CONTRIBUIÇÕES IMORTAIS: "Garçons são garçons só à noite", crônica de Ana Maria Guerra Machado

GARÇONS SÃO GARÇONS SÓ À NOITE

 
ANA MARIA GUERRA MACHADO
Membro-fundador da Academia de Ciências e Letras de Sabará
Cadeira 8. Patrono: Benedito Machado Homem

Sair à noite pra barzinhos sempre fez parte do meu cotidiano. Durante a faculdade de Comunicação, eu tinha uma turma definida, coesa, para esse tipo de movimento. Saíamos todos os fins de semana. Hoje, fico me perguntando de onde vinha o dinheiro. Embora me lembre de coisas incríveis, desse detalhe meu cérebro nem tem registro.

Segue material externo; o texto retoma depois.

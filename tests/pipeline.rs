use std::collections::HashSet;

use pushkind_feeds::domain::diff::{DiffKind, ReconcileRules};
use pushkind_feeds::domain::raw::RawValue;
use pushkind_feeds::domain::types::{CategoryId, ProductId};
use pushkind_feeds::import::normalize::{normalize_attribute_value, normalize_availability};
use pushkind_feeds::import::{CatalogBuilder, CatalogError, build_catalog};
use pushkind_feeds::services::merge::{analyze_duplicates, merge_duplicates_at};
use pushkind_feeds::services::reconcile::diff;
use serde_json::json;

mod common;

#[test]
fn every_resolvable_shape_yields_offers() {
    for (shape, document) in common::shaped_documents() {
        let catalog = build_catalog(document, "Shapes", None)
            .unwrap_or_else(|e| panic!("{shape}: {e}"));
        assert!(!catalog.products.is_empty(), "{shape}: no products");
        assert_eq!(catalog.products[0].name, "A", "{shape}");
    }
}

#[test]
fn nested_shop_metadata_survives_without_declaration() {
    let body = r#"<export><shop><name>Real Shop</name><url>https://s.example.com</url><offers><offer id="1"><name>A</name></offer></offers></shop></export>"#;

    for document in [body.to_string(), format!(r#"<?xml version="1.0"?>{body}"#)] {
        let catalog = build_catalog(&document, "Caller", None).expect("feed should build");
        assert_eq!(catalog.metadata.shop_name, "Real Shop");
        assert_eq!(
            catalog.validate_for_export().expect("shop url").as_str(),
            "https://s.example.com"
        );
        assert_eq!(catalog.products.len(), 1);
    }
}

#[test]
fn builds_standard_export() {
    let catalog = common::build(common::SHIRTS);

    assert_eq!(catalog.metadata.shop_name, "Shirt Shop");
    assert_eq!(catalog.metadata.feed_date.as_deref(), Some("2024-06-01 12:00"));
    assert_eq!(catalog.products.len(), 3);
    assert_eq!(catalog.categories.len(), 2);
    assert!(catalog.orphan_category_ids().is_empty());

    let linen = &catalog.products[2];
    assert!(linen.available);
    assert_eq!(linen.category_id, Some(CategoryId::derive("11")));
    assert!(!catalog.products[1].available);
    assert_eq!(catalog.validate_for_export().expect("shop url").as_str(), "https://shirts.example.com");
}

#[test]
fn colliding_external_ids_are_suffixed_in_order() {
    let offers: String = (0..4)
        .map(|i| format!(r#"<offer id="dup"><name>Item {i}</name></offer>"#))
        .collect();
    let document = format!("<yml_catalog><shop><offers>{offers}</offers></shop></yml_catalog>");

    let catalog = common::build(&document);
    let ids: Vec<&str> = catalog
        .products
        .iter()
        .map(|p| p.external_id.as_str())
        .collect();
    assert_eq!(ids, vec!["dup", "dup_1", "dup_2", "dup_3"]);

    let internal: HashSet<&ProductId> = catalog.products.iter().map(|p| &p.id).collect();
    assert_eq!(internal.len(), 4);

    // Dedup state does not leak into the next build.
    assert_eq!(common::build(&document).products[0].external_id, "dup");
}

#[test]
fn categories_are_synthesized_when_none_are_declared() {
    let catalog = common::build(
        r#"<yml_catalog><shop><offers>
            <offer id="1"><categoryId>5</categoryId></offer>
            <offer id="2"><categoryId>5</categoryId></offer>
            <offer id="3"><categoryId>6</categoryId></offer>
        </offers></shop></yml_catalog>"#,
    );
    let names: Vec<&str> = catalog.categories.iter().map(|c| c.name.as_str()).collect();
    assert_eq!(names, vec!["Category 5", "Category 6"]);
    assert_eq!(catalog.categories[0].external_id.as_deref(), Some("5"));
}

#[test]
fn recovers_from_broken_markup() {
    let catalog = common::build(
        "<yml_catalog><shop><offers><offer id=\"1\"><name\u{1}>Tea</name></offer></offers></shop>",
    );
    assert_eq!(catalog.products.len(), 1);
}

#[test]
fn reports_unrecoverable_documents() {
    let err = build_catalog("<yml_catalog><shop></offers></yml_catalog>", "x", None)
        .expect_err("mismatched tags cannot be repaired");
    assert!(matches!(err, CatalogError::MalformedDocument(_)));

    let err = build_catalog("<html><body>nothing here</body></html>", "x", None)
        .expect_err("no catalog data");
    assert!(matches!(err, CatalogError::StructureNotFound { .. }));
}

#[test]
fn metadata_only_documents_are_valid() {
    let catalog = common::build(
        r#"<yml_catalog><shop><name>Empty</name><categories><category id="1">Tea</category></categories></shop></yml_catalog>"#,
    );
    assert!(catalog.products.is_empty());
    assert_eq!(catalog.categories.len(), 1);
}

#[test]
fn attribute_normalization_is_total() {
    let inputs = [
        json!(null),
        json!(0),
        json!("0"),
        json!(false),
        json!([]),
        json!([[null]]),
        json!({}),
        json!({"value": {"label": "XL"}}),
        json!({"deep": {"deeper": [1, 2]}}),
    ];
    for input in inputs {
        let _ = normalize_attribute_value(&RawValue::from(input));
    }
    assert_eq!(normalize_attribute_value(&RawValue::from(json!(0))), "0");
    assert_eq!(normalize_attribute_value(&RawValue::from(json!("0"))), "0");
}

#[test]
fn availability_examples() {
    assert!(!normalize_availability(&RawValue::from(json!({"stock": "0"}))));
    assert!(normalize_availability(&RawValue::from(json!({"price": 10}))));
    assert!(normalize_availability(&RawValue::from(json!({}))));
}

#[test]
fn merges_size_variants() {
    let catalog = common::build(
        r#"<yml_catalog><shop><offers>
            <offer id="1"><url>https://x/1</url><param name="размер">S</param></offer>
            <offer id="2"><url>https://x/1</url><param name="размер">M</param></offer>
        </offers></shop></yml_catalog>"#,
    );
    let merged = merge_duplicates_at(&catalog, &["размер".to_string()], common::epoch());

    assert_eq!(merged.products.len(), 1);
    let master = &merged.products[0];
    assert_eq!(master.attribute("размер").expect("merged attribute").value, "S, M");
    assert_eq!(master.merged_from_variants, Some(2));
}

#[test]
fn merge_is_identity_without_duplicates() {
    let catalog = common::build(
        r#"<yml_catalog><shop><offers>
            <offer id="1"><url>https://x/1</url></offer>
            <offer id="2"><url>https://x/2</url></offer>
            <offer id="3"/>
        </offers></shop></yml_catalog>"#,
    );
    assert!(analyze_duplicates(&catalog).groups.is_empty());
    assert_eq!(merge_duplicates_at(&catalog, &[], common::epoch()), catalog);
}

#[test]
fn merged_variants_are_not_reported_as_new() {
    let catalog = common::build(common::SHIRTS);
    let merged = merge_duplicates_at(&catalog, &[], common::epoch());
    assert_eq!(merged.products.len(), 2);

    let diffs = diff(&merged, &catalog, &ReconcileRules::default(), None);
    assert!(diffs.iter().all(|d| d.kind != DiffKind::New));

    // Only the master differs: its folded attributes versus the first variant's.
    assert_eq!(diffs.len(), 1);
    assert_eq!(diffs[0].product_id, ProductId::derive("s-1"));
}

#[test]
fn diff_of_a_catalog_with_itself_is_empty() {
    let catalog = common::build(common::SHIRTS);
    let all_off = ReconcileRules::none();
    let only_new = ReconcileRules {
        treat_new_as_new: true,
        ..ReconcileRules::none()
    };
    for rules in [ReconcileRules::default(), all_off, only_new] {
        assert!(diff(&catalog, &catalog, &rules, None).is_empty());
    }
}

#[test]
fn rebuilding_reproduces_identity() {
    let first = common::build(common::SHIRTS);
    let second = common::build(common::SHIRTS);
    assert_eq!(first, second);
    assert!(first.categories.iter().all(|c| c.id.is_uuid()));
}

#[tokio::test]
async fn batched_builds_match_for_any_batch_size() {
    let builder = CatalogBuilder::new("Test feed").modified_at(common::epoch());
    let single = builder.build(common::SHIRTS).expect("feed should build");

    for batch_size in [0, 1, 2, 3, 50] {
        let mut reports = Vec::new();
        let batched = builder
            .build_batched(common::SHIRTS, batch_size, |processed, total| {
                reports.push((processed, total))
            })
            .await
            .expect("feed should build");

        assert_eq!(batched, single, "batch size {batch_size}");
        assert_eq!(reports.last(), Some(&(3, 3)), "batch size {batch_size}");
    }
}
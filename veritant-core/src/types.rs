//! Fundamental types shared across the triangulation pipeline.
//!
//! `EvidenceItem` is immutable once collected. Everything the pipeline
//! derives about an item lives in `EvidenceAnnotations`, an explicit typed
//! record attached at canonicalization/tiering time, so no stage ever
//! patches attributes onto evidence after the fact.

use chrono::{DateTime, Utc};
use serde::{Deserialize, Serialize};
use uuid::Uuid;

/// One collected fragment of evidence.
#[derive(Debug, Clone, Serialize, Deserialize)]
pub struct EvidenceItem {
    /// Unique identifier assigned at collection time.
    pub id: Uuid,
    /// Source URL.
    pub url: String,
    /// Resolved source domain (host without scheme).
    pub domain: String,
    /// Free text collected from the source.
    pub text: String,
    /// When this fragment was collected.
    pub collected_at: DateTime<Utc>,
    /// Publication date, when the collector could determine one.
    #[serde(default, skip_serializing_if = "Option::is_none")]
    pub published_at: Option<DateTime<Utc>>,
    /// Explicit DOI, when the collector extracted one.
    #[serde(default, skip_serializing_if = "Option::is_none")]
    pub doi: Option<String>,
    /// Whether the source is peer-reviewed.
    #[serde(default)]
    pub peer_reviewed: bool,
    /// Whether the collector marked this as an official/primary source.
    #[serde(default)]
    pub official: bool,
    /// Upstream primary citation bound to this item, if the source is an
    /// aggregator that cites one.
    #[serde(default, skip_serializing_if = "Option::is_none")]
    pub cited_primary: Option<String>,
    /// Externally assigned credibility score in [0, 1].
    pub credibility: f64,
}

/// Source trust tier, ordered from most to least trusted.
#[derive(Debug, Clone, Copy, PartialEq, Eq, PartialOrd, Ord, Serialize, Deserialize)]
#[serde(rename_all = "snake_case")]
pub enum DomainTier {
    /// Official statistics agencies and peer-reviewed venues.
    Tier1,
    /// Working papers and government reports.
    Tier2,
    /// Think tanks and curated aggregators.
    Tier3,
    /// Everything else.
    Tier4,
}

impl DomainTier {
    /// Credibility weight for this tier.
    pub fn weight(&self) -> f64 {
        match self {
            DomainTier::Tier1 => 1.0,
            DomainTier::Tier2 => 0.8,
            DomainTier::Tier3 => 0.6,
            DomainTier::Tier4 => 0.4,
        }
    }
}

/// Typed annotations derived for one evidence item during a run.
#[derive(Debug, Clone, Serialize, Deserialize)]
pub struct EvidenceAnnotations {
    /// Canonical identity string used for deduplication.
    pub canonical_id: String,
    /// Resolved trust tier.
    pub tier: DomainTier,
    /// Credibility weight from the tier table.
    pub weight: f64,
    /// Whether this item counts toward the primary-source share.
    pub is_primary: bool,
    /// Index of the cluster this item belongs to, if any.
    #[serde(default, skip_serializing_if = "Option::is_none")]
    pub cluster: Option<usize>,
}

/// An evidence item together with its run-scoped annotations.
#[derive(Debug, Clone, Serialize, Deserialize)]
pub struct AnnotatedEvidence {
    pub item: EvidenceItem,
    pub annotations: EvidenceAnnotations,
}

/// Coarse classification of the research topic, used to select quality
/// thresholds.
#[derive(Debug, Clone, Copy, PartialEq, Eq, Hash, Serialize, Deserialize)]
#[serde(rename_all = "snake_case")]
pub enum Intent {
    /// Statistics-style queries (rates, counts, economic indicators).
    Stats,
    /// Travel and tourism queries.
    Travel,
    /// Medical and health queries.
    Medical,
    /// Anything else.
    Default,
}

impl Intent {
    /// All intents, in threshold-table order.
    pub const ALL: [Intent; 4] = [
        Intent::Stats,
        Intent::Travel,
        Intent::Medical,
        Intent::Default,
    ];

    pub fn as_str(&self) -> &'static str {
        match self {
            Intent::Stats => "stats",
            Intent::Travel => "travel",
            Intent::Medical => "medical",
            Intent::Default => "default",
        }
    }
}

impl std::str::FromStr for Intent {
    type Err = crate::error::ConfigError;

    fn from_str(s: &str) -> std::result::Result<Self, Self::Err> {
        match s.trim().to_lowercase().as_str() {
            "stats" => Ok(Intent::Stats),
            "travel" => Ok(Intent::Travel),
            "medical" => Ok(Intent::Medical),
            "default" => Ok(Intent::Default),
            other => Err(crate::error::ConfigError::UnknownIntent {
                name: other.to_string(),
            }),
        }
    }
}

impl std::fmt::Display for Intent {
    fn fmt(&self, f: &mut std::fmt::Formatter<'_>) -> std::fmt::Result {
        f.write_str(self.as_str())
    }
}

Uma das melhores memórias que tenho é que minha melhor amiga da sala adorava um garçom. Ninguém entendia esse fetiche, mas o fato é que, todas as vezes em que chegávamos ao bar, ela monitorava cada um deles e selecionava a vítima da noite. O flerte era até interessante… não demorava muito para o rapaz perceber que estava sendo seguido pelos olhos gulosos da morena, e da mesa, meticulosamente escolhida para angular todo o ambiente.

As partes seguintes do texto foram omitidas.